_WHAT TO PRODUCE_. Each entry below should be retyped exactly as given.
*** MATERIAL SUPPLIED Section Begins ***
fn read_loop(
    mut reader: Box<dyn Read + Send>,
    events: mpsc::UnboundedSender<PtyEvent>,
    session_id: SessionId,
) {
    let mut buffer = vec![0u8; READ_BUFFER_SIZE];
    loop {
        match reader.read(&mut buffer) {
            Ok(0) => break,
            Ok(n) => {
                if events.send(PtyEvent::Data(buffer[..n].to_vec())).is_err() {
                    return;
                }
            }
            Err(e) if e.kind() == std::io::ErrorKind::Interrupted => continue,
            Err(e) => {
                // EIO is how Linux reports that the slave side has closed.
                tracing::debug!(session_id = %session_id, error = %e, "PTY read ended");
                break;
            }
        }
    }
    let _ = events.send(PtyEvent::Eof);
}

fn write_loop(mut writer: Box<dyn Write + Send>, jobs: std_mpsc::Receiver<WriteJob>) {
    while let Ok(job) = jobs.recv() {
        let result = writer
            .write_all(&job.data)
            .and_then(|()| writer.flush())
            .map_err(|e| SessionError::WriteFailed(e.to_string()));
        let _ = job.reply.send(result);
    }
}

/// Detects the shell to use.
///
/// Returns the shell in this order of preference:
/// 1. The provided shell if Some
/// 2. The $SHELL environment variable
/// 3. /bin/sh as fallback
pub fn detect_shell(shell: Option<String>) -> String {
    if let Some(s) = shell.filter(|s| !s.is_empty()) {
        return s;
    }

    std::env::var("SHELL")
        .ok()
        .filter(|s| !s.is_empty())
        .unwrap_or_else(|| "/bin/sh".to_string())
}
*** MATERIAL SUPPLIED Section Ends ***
_SOLUTION FOR THIS EXERCISE_.
fn read_loop(
    mut reader: Box<dyn Read + Send>,
    events: mpsc::UnboundedSender<PtyEvent>,
    session_id: SessionId,
) {
    let mut buffer = vec![0u8; READ_BUFFER_SIZE];
    loop {
        match reader.read(&mut buffer) {
            Ok(0) => break,
            Ok(n) => {
                if events.send(PtyEvent::Data(buffer[..n].to_vec())).is_err() {
                    return;
                }
            }
            Err(e) if e.kind() == std::io::ErrorKind::Interrupted => continue,
            Err(e) => {
                // EIO is how Linux reports that the slave side has closed.
                tracing::debug!(session_id = %session_id, error = %e, "PTY read ended");
                break;
            }
        }
    }
    let _ = events.send(PtyEvent::Eof);
}

fn write_loop(mut writer: Box<dyn Write + Send>, jobs: std_mpsc::Receiver<WriteJob>) {
    while let Ok(job) = jobs.recv() {
        let result = writer
            .write_all(&job.data)
            .and_then(|()| writer.flush())
            .map_err(|e| SessionError::WriteFailed(e.to_string()));
        let _ = job.reply.send(result);
    }
}

/// Detects the shell to use.
///
/// Returns the shell in this order of preference:
/// 1. The provided shell if Some
/// 2. The $SHELL environment variable
/// 3. /bin/sh as fallback
pub fn detect_shell(shell: Option<String>) -> String {
    if let Some(s) = shell.filter(|s| !s.is_empty()) {
        return s;
    }

    std::env::var("SHELL")
        .ok()
        .filter(|s| !s.is_empty())
        .unwrap_or_else(|| "/bin/sh".to_string())
}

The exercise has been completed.